Constitutional Assembly elections were held in Paraguay on 7 May 1967. The Colorado Party won 80 of the 120 seats. Voter turnout was 68.9%. Following the election, the country's fifth constitution was promulgated in August.

==Results==

| Party |  | Votes | % | Seats |
|  | Colorado Party | 315,941 | 69.44 | 80 |
|  | Radical Liberal Party | 97,838 | 21.50 | 29 |
|  | Liberal Party | 28,321 | 6.22 | 8 |
|  | Revolutionary Febrerista Party | 12,911 | 2.84 | 3 |
| Total |  | 455,011 | 100.00 | 120 |
| Valid votes |  | 455,011 | 98.52 |  |
| Invalid/blank votes |  | 6,828 | 1.48 |  |
| Total votes |  | 461,839 | 100.00 |  |
| Registered voters/turnout |  | 670,010 | 68.93 |  |
Source: Nohlen

==Constitutional amendments==
The new constitution drafted by the Assembly replaced the constitution of 1940. It limited the president to two five-year terms, but a transitory article stated that only those terms completed after the 1968 election would count toward the two-term limit. This had the effect of allowing President Alfredo Stroessner, in office since 1954, to run for two more terms in office. The new document also returned the governing system to a bicameral legislature, including an elected Senate. It provided for the addition of a Supreme Court and reduced the voting age to eighteen. Greater safeguards to human rights were introduced, granting habeas corpus, individual freedom, freedom of association and movement, and protections from mistreatment or torture. The exercise of dictatorial powers was forbidden, and all officials were required to act in accordance with the constitution. It also allowed for political opposition to re-emerge, which prompted several former political leaders to return from exile.

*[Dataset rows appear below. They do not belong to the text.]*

// Copyright (c) 2025 Fabstir
// SPDX-License-Identifier: BUSL-1.1

//! EmbeddingsRequest type for POST /v1/embeddings
//!
//! OpenAI-compatible request body, extended with the E5 `mode` and
//! `instruction` fields.

use crate::api::ApiError;
use crate::embeddings::{EmbedOptions, InstructionPolicy, Mode};
use serde::{Deserialize, Serialize};

/// `input` accepts a single string or an array of strings
#[derive(Debug, Clone, PartialEq, Serialize, Deserialize)]
#[serde(untagged)]
pub enum EmbeddingInput {
    Single(String),
    Batch(Vec<String>),
}

impl EmbeddingInput {
    pub fn len(&self) -> usize {
        match self {
            EmbeddingInput::Single(_) => 1,
            EmbeddingInput::Batch(texts) => texts.len(),
        }
    }

    pub fn is_empty(&self) -> bool {
        self.len() == 0
    }

    pub fn texts(&self) -> &[String] {
        match self {
            EmbeddingInput::Single(text) => std::slice::from_ref(text),
            EmbeddingInput::Batch(texts) => texts,
        }
    }

    pub fn into_texts(self) -> Vec<String> {
        match self {
            EmbeddingInput::Single(text) => vec![text],
            EmbeddingInput::Batch(texts) => texts,
        }
    }
}

/// Response encoding for each embedding
#[derive(Debug, Clone, Copy, PartialEq, Eq, Default, Serialize, Deserialize)]
#[serde(rename_all = "lowercase")]
pub enum EncodingFormat {
    /// JSON array of numbers
    #[default]
    Float,
    /// Base64 of little-endian float32 bytes
    Base64,
}

/// Request body for POST /v1/embeddings
///
/// # Example
/// ```json
/// {
///   "input": ["how do I reset my password?"],
///   "mode": "query",
///   "encoding_format": "base64"
/// }
/// ```
#[derive(Debug, Clone, Serialize, Deserialize)]
pub struct EmbeddingsRequest {
    pub input: EmbeddingInput,

    #[serde(default)]
    pub encoding_format: EncodingFormat,

    /// Default: passage
    #[serde(default)]
    pub mode: Mode,

    /// Default: e5
    #[serde(default)]
    pub instruction: InstructionPolicy,

    #[serde(default = "default_normalize")]
    pub normalize: bool,

    /// Accepted for OpenAI client compatibility; the served model is fixed
    #[serde(default, skip_serializing_if = "Option::is_none")]
    pub model: Option<String>,
}

fn default_normalize() -> bool {
    true
}

impl EmbeddingsRequest {
    /// Validates batch size and text lengths
    ///
    /// An empty batch is valid and produces an empty `data` array.
    pub fn validate(&self, max_batch_size: usize, max_input_chars: usize) -> Result<(), ApiError> {
        if self.input.len() > max_batch_size {
            return Err(ApiError::ValidationError {
                field: "input".to_string(),
                message: format!(
                    "input cannot contain more than {} items (got {})",
                    max_batch_size,
                    self.input.len()
                ),
            });
        }

        for (index, text) in self.input.texts().iter().enumerate() {
            let chars = text.chars().count();
            if chars > max_input_chars {
                return Err(ApiError::ValidationError {
                    field: format!("input[{}]", index),
                    message: format!(
                        "text cannot exceed {} characters (got {} characters)",
                        max_input_chars, chars
                    ),
                });
            }
        }

        Ok(())
    }

    pub fn options(&self) -> EmbedOptions {
        EmbedOptions {
            mode: self.mode,
            instruction: self.instruction,
            normalize: self.normalize,
        }
    }
}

The new constitution maintained the authoritarian character of its predecessor. While it banned the use of dictatorial powers, it also vested the president with many of the sweeping executive and legislative powers they had held in the 1940 constitution. Congress was prevented from carrying out autonomous actions, while the judiciary was dependent upon presidential appointment. The president retained the ability to dissolve Congress if they felt it had acted in a manner that disturbed the separation of powers. The president also retained the power to declare a state of siege, which allowed them to suspend constitutional freedoms for up to 90 days in all or part of the country. Within five days of declaring the state of siege, the president was required to notify Congress of the reasons for doing so, the rights being suspended, and the portion(s) of the country where it applied. Stroessner had declared a state of siege soon after taking office, and had it renewed every 90 days until 1987. While the state of siege technically only applied to Asunción after 1970, the courts ruled that anyone charged with security offenses could be brought to the capital and charged under the state-of-siege provisions, even if the offense took place outside the capital. Having already ruled under what amounted to martial law for most of his first thirteen years in office (apart from a 24-hour period on election day) Stroessner continued doing so even after the new constitution was promulgated, effectively nullifying constitutional guarantees of civil rights.